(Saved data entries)
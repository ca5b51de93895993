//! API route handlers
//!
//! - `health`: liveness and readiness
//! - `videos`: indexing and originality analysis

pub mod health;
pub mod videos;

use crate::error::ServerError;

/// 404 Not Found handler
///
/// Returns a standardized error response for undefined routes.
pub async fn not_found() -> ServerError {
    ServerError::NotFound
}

§ Work instruction:
Each entry above is to be set down again in exactly the same words.

§ Your response:
repository ca5b51de93895993
//! API route handlers
//!
//! - `health`: liveness and readiness
//! - `videos`: indexing and originality analysis

pub mod health;
pub mod videos;

use crate::error::ServerError;

/// 404 Not Found handler
///
/// Returns a standardized error response for undefined routes.
pub async fn not_found() -> ServerError {
    ServerError::NotFound
}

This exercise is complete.